Thanksgiving is over and it is now time to Get Our Figgy On. Oh good people of the Internet, there’s still time to donate! Better yet, get yourself down to Westlake Center this Friday night, 6:30-7:30 pm, and be one of my adoring groupies. Get your Figgy FAQ here and here and email me to find out where to mail your check. The old people will send you grateful sloppy kisses.
I don’t know about you, but three Thanksgiving dinners in three days was more than enough for me. Not that I don’t love turkey. Mmm, turkey. With mashed potatoes. And gravy. Lots of gravy.
Besides the food (turkey turkey everywhere!) and family (fabulous cousins who cut hair for free! Reminiscing with the Snide and Snarky Pincus Sisters! a father-in-law who does the dishes so we can lazily lounge about watching a movie!), my favorite part of Thanksgiving was the hour's worth of girltalk Saturday night with a 15-year-old and a 13-year-old who moved here from Hong Kong about a year ago. With all the "totallys" and "likes" in the conversation, you wouldn't have known it. All three of us were bored to pieces at the dinner table (we are way too cool for conversations about computers, okay?), and I felt bad because there weren't many kids and the well-intentioned grownups kept hammering them with Important Grownup Advice about school and extra-curricular activities and what college they planned to attend (she was THIRTEEN!) and the necessity of being Well Rounded. Once they ran out of steam, I excused the three of us and we escaped to a far-from-everyone-else couch where the girls could talk about the things that really matter: clothes and boyfriends. All I had to do was ask one question: So how is school different here? and they were off on a long sparkly aqua-blue streak of classes and friends and boys, about how American girls look and sound so much older than girls in other countries, about the amount of schoolwork a typical Hong Kong student takes home, and why you might learn English faster if you have an American boyfriend. They were super fun and I would totally, like, love to take them shopping sometime.
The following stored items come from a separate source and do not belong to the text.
use axum::{
    extract::{Path, Query, State},
    http::StatusCode,
    Json,
};
use error_types::ApiResponse;
use serde::{Deserialize, Serialize};

use crate::error::{AppResult, ChatError};
use crate::middleware::auth::AuthUser;
use crate::models::{Message, MessageId, UserId};
use crate::repository::AppendOutcome;
use crate::room::RoomId;
use crate::services::message_service::NewMessage;
use crate::state::AppState;

#[derive(Debug, Deserialize)]
#[serde(rename_all = "camelCase")]
pub struct AppendMessageRequest {
    pub message_id: Option<String>,
    pub recipient_id: Option<String>,
    pub room_id: Option<String>,
    #[serde(alias = "message")]
    pub text: Option<String>,
}

impl AppendMessageRequest {
    fn into_new_message(self) -> Result<NewMessage, ChatError> {
        let mut missing = Vec::new();
        if self.recipient_id.is_none() {
            missing.push("recipientId");
        }
        if self.text.is_none() {
            missing.push("text");
        }
        let (Some(recipient), Some(text)) = (self.recipient_id, self.text) else {
            return Err(ChatError::MissingFields(missing.join(", ")));
        };
        Ok(NewMessage {
            message_id: self.message_id.as_deref().map(MessageId::parse).transpose()?,
            recipient_id: UserId::parse(&recipient)?,
            room_id: self.room_id.as_deref().map(RoomId::parse).transpose()?,
            text,
        })
    }
}

/// `POST /messages`: 201 on first append, 200 when the id was already stored.
pub async fn append_message(
    State(state): State<AppState>,
    AuthUser(user): AuthUser,
    Json(body): Json<AppendMessageRequest>,
) -> AppResult<(StatusCode, Json<ApiResponse<Message>>)> {
    let request = body.into_new_message()?;
    let (message, outcome) = state.messages.append(&user, request).await?;
    let status = match outcome {
        AppendOutcome::Inserted => StatusCode::CREATED,
        AppendOutcome::Duplicate => StatusCode::OK,
    };
    Ok((status, Json(ApiResponse::ok(message))))
}

#[derive(Debug, Deserialize)]
pub struct HistoryQuery {
    pub limit: Option<i64>,
    pub offset: Option<i64>,
}

pub async fn room_history(
    State(state): State<AppState>,
    AuthUser(user): AuthUser,
    Path(room_id): Path<String>,
    Query(query): Query<HistoryQuery>,
) -> AppResult<Json<ApiResponse<Vec<Message>>>> {
    let room = RoomId::parse(&room_id)?;
    let messages = state
        .messages
        .history(&user, &room, query.limit, query.offset)
        .await?;
    Ok(Json(ApiResponse::ok(messages)))
}

#[derive(Debug, Deserialize)]
#[serde(rename_all = "camelCase")]
pub struct MarkReadRequest {
    pub room_id: Option<String>,
    pub message_ids: Option<Vec<String>>,
}

#[derive(Debug, Serialize)]
#[serde(rename_all = "camelCase")]
pub struct UpdatedCount {
    pub updated: u64,
}

/// `PUT /messages/mark-read`: flip listed messages addressed to the caller.
pub async fn mark_messages_read(
    State(state): State<AppState>,
    AuthUser(user): AuthUser,
    Json(body): Json<MarkReadRequest>,
) -> AppResult<Json<ApiResponse<UpdatedCount>>> {
    let (Some(room_id), Some(ids)) = (body.room_id, body.message_ids) else {
        return Err(ChatError::MissingFields("roomId, messageIds".into()).into());
    };
    let room = RoomId::parse(&room_id)?;
    let ids = ids
        .iter()
        .map(|id| MessageId::parse(id))
        .collect::<Result<Vec<_>, _>>()?;

    let updated = state.messages.mark_read(&user, &room, &ids).await?;
    Ok(Json(ApiResponse::ok(UpdatedCount { updated })))
}
//! Deterministic naming of two-party rooms.
//!
//! A room is never stored; both participants derive the same id from the
//! unordered pair of user ids, so neither side needs to know it in advance.

use serde::{Deserialize, Serialize};
use std::fmt;

use crate::error::ChatError;
use crate::models::UserId;

const SEPARATOR: char = '_';

/// `"{low}_{high}"` where `low < high` in byte order.
#[derive(Debug, Clone, PartialEq, Eq, Hash, PartialOrd, Ord, Serialize, Deserialize)]
#[serde(try_from = "String", into = "String")]
pub struct RoomId {
    raw: String,
    low: UserId,
    high: UserId,
}

/// Resolve the room shared by `a` and `b`. Symmetric in its arguments.
pub fn resolve_room(a: &UserId, b: &UserId) -> Result<RoomId, ChatError> {
    if a == b {
        return Err(ChatError::SelfConversationNotAllowed);
    }
    let (low, high) = if a < b { (a, b) } else { (b, a) };
    Ok(RoomId {
        raw: format!("{low}{SEPARATOR}{high}"),
        low: low.clone(),
        high: high.clone(),
    })
}

impl RoomId {
    /// Parse a room id received from a client. Only canonical ids are
    /// accepted: exactly one separator, two valid distinct users, sorted.
    pub fn parse(raw: &str) -> Result<Self, ChatError> {
        let raw = raw.trim();
        let (left, right) = raw
            .split_once(SEPARATOR)
            .ok_or_else(|| ChatError::validation(format!("invalid room id {raw:?}")))?;
        let low = UserId::parse(left)?;
        let high = UserId::parse(right)?;
        let room = resolve_room(&low, &high)?;
        if room.raw != raw {
            return Err(ChatError::validation(format!(
                "room id {raw:?} is not in canonical order"
            )));
        }
        Ok(room)
    }

    pub fn as_str(&self) -> &str {
        &self.raw
    }

    pub fn participants(&self) -> (&UserId, &UserId) {
        (&self.low, &self.high)
    }

    pub fn contains(&self, user: &UserId) -> bool {
        &self.low == user || &self.high == user
    }

    /// The other participant, or `None` when `user` is not in this room.
    pub fn counterpart_of(&self, user: &UserId) -> Option<&UserId> {
        if &self.low == user {
            Some(&self.high)
        } else if &self.high == user {
            Some(&self.low)
        } else {
            None
        }
    }
}

impl fmt::Display for RoomId {
    fn fmt(&self, f: &mut fmt::Formatter<'_>) -> fmt::Result {
        f.write_str(&self.raw)
    }
}

impl TryFrom<String> for RoomId {
    type Error = ChatError;

    fn try_from(value: String) -> Result<Self, Self::Error> {
        Self::parse(&value)
    }
}

impl From<RoomId> for String {
    fn from(id: RoomId) -> Self {
        id.raw
    }
}
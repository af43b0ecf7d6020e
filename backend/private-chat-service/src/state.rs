use std::sync::Arc;
use tokio::task::JoinHandle;

use crate::config::Config;
use crate::middleware::auth::JwtKeys;
use crate::presence::PresenceRegistry;
use crate::repository::MessageRepository;
use crate::services::{DeliveryService, MessageService, PersistenceWriter, SessionService};

#[derive(Clone)]
pub struct AppState {
    pub config: Arc<Config>,
    pub jwt: Arc<JwtKeys>,
    pub presence: Arc<dyn PresenceRegistry>,
    pub sessions: SessionService,
    pub delivery: DeliveryService,
    pub messages: MessageService,
}

impl AppState {
    /// Wire services together and start the persistence writer. The handle
    /// completes once every state clone is dropped and the queue drains.
    pub fn build(
        config: Arc<Config>,
        repository: Arc<dyn MessageRepository>,
        presence: Arc<dyn PresenceRegistry>,
    ) -> (Self, JoinHandle<()>) {
        let (writer, writer_task) = PersistenceWriter::spawn(repository.clone());
        let state = Self {
            jwt: Arc::new(JwtKeys::from_secret(&config.jwt_secret)),
            sessions: SessionService::new(presence.clone()),
            delivery: DeliveryService::new(presence.clone(), writer, config.max_message_chars),
            messages: MessageService::new(repository, presence.clone(), &config),
            presence,
            config,
        };
        (state, writer_task)
    }
}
But I went to the gym on Sunday. The GYM. I don't go to the gym, the gym being an intimidating and stinky place involving machines that require an engineering degree to operate, surly employees in track suits, and entirely too much armpit hair. However, there is only so much turkey, gravy and pie a girl can consume before the immensity of her derriere begins to impede her ability to climb the single flight of stairs to her front door. So I read the December InStyle on an exercise bike until my butt got numb and then I transferred over to the treadmills. (You know what could get me to work out a little more, now that I think about it? The treadmill makers of the world need to start installing TV screens in place of the indignant little control board that emits those frantic little beeps the second your hands leave the heart rate monitor handles. And, if those little TV screens were somehow attached to my TiVo, I would totally put a treadmill on my Christmas list. Attention all you Treadmill Manufacturers- this idea is GOLD.)
Anyway, Phillip lifted actual weights and operated actual machines and checked up on me every five minutes or so because he kept worrying about me falling comedically off the treadmill due to my innate klutziness and/or the propensity of disturbing armpit hair flashing itself around everywhere.
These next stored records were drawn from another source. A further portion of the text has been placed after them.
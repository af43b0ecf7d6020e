use serde::{Deserialize, Serialize};
use std::fmt;

use crate::error::ChatError;

pub const MAX_ID_LEN: usize = 128;

/// Opaque user identifier issued by the identity provider.
///
/// Allowed characters are ASCII alphanumerics plus `-`, `.`, `@` and `:`.
/// The underscore is reserved as the room id separator, which keeps
/// `RoomId` unambiguous.
#[derive(Debug, Clone, PartialEq, Eq, Hash, PartialOrd, Ord, Serialize, Deserialize)]
#[serde(try_from = "String", into = "String")]
pub struct UserId(String);

impl UserId {
    pub fn parse(raw: &str) -> Result<Self, ChatError> {
        let raw = raw.trim();
        if raw.is_empty() {
            return Err(ChatError::validation("user id cannot be empty"));
        }
        if raw.len() > MAX_ID_LEN {
            return Err(ChatError::validation("user id is too long"));
        }
        if !raw.bytes().all(is_user_id_byte) {
            return Err(ChatError::validation(format!(
                "user id {raw:?} contains invalid characters"
            )));
        }
        Ok(Self(raw.to_string()))
    }

    pub fn as_str(&self) -> &str {
        &self.0
    }
}

fn is_user_id_byte(b: u8) -> bool {
    b.is_ascii_alphanumeric() || matches!(b, b'-' | b'.' | b'@' | b':')
}

impl fmt::Display for UserId {
    fn fmt(&self, f: &mut fmt::Formatter<'_>) -> fmt::Result {
        f.write_str(&self.0)
    }
}

impl TryFrom<String> for UserId {
    type Error = ChatError;

    fn try_from(value: String) -> Result<Self, Self::Error> {
        Self::parse(&value)
    }
}

impl From<UserId> for String {
    fn from(id: UserId) -> Self {
        id.0
    }
}

/// Dedup key for a message across every arrival channel.
#[derive(Debug, Clone, PartialEq, Eq, Hash, PartialOrd, Ord, Serialize, Deserialize)]
#[serde(try_from = "String", into = "String")]
pub struct MessageId(String);

impl MessageId {
    pub fn new() -> Self {
        Self(uuid::Uuid::new_v4().to_string())
    }

    pub fn parse(raw: &str) -> Result<Self, ChatError> {
        let raw = raw.trim();
        if raw.is_empty() {
            return Err(ChatError::validation("message id cannot be empty"));
        }
        if raw.len() > MAX_ID_LEN || raw.chars().any(char::is_control) {
            return Err(ChatError::validation("message id is malformed"));
        }
        Ok(Self(raw.to_string()))
    }

    pub fn as_str(&self) -> &str {
        &self.0
    }
}

impl Default for MessageId {
    fn default() -> Self {
        Self::new()
    }
}

impl fmt::Display for MessageId {
    fn fmt(&self, f: &mut fmt::Formatter<'_>) -> fmt::Result {
        f.write_str(&self.0)
    }
}

impl TryFrom<String> for MessageId {
    type Error = ChatError;

    fn try_from(value: String) -> Result<Self, Self::Error> {
        Self::parse(&value)
    }
}

impl From<MessageId> for String {
    fn from(id: MessageId) -> Self {
        id.0
    }
}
The trip to the gym was put in perspective by the trip home, which took an hour and a half because the Seattle Marathon thought it completely acceptable to block off two of the three available bridges. And at first we were all, "Oh, it's a lovely day! We'd so enjoy a slow meandering detour through old moneyed historic Seattle to enjoy the gargantuan houses and the gorgeous views and we won't even be jealous!" But it wasn't long before we wanted to cram the stupid Stop! signs down the throats of the stupid teenagers holding them. Why, Powers That Be, are we running a marathon in the city anyway? Haven't they heard of a little problem, one near and dear to a Seattleite's heart, called HELLACIOUS TRAFFIC? I felt like a little Sim person with the Mood Meter floating above my head going from cheery apple green to furious stink-eye red.
But no matter- Christmas is in the air! I especially like the snooty sign posted in the Nordstrom foyer promising customers that they will never see classy Nordstrom decorated for Christmas until after Thanksgiving because, well, how gauche. The lights are on the trees downtown, the country music station is playing Willie Nelson's "Here Comes Santa Claus", my second bedroom is full of shopping bags, I have cookies in the freezer and have I mentioned FIGGY PUDDING???
By the way, thanks to all who have asked about donating or to find out where to look for us Friday night. You guys are awesome!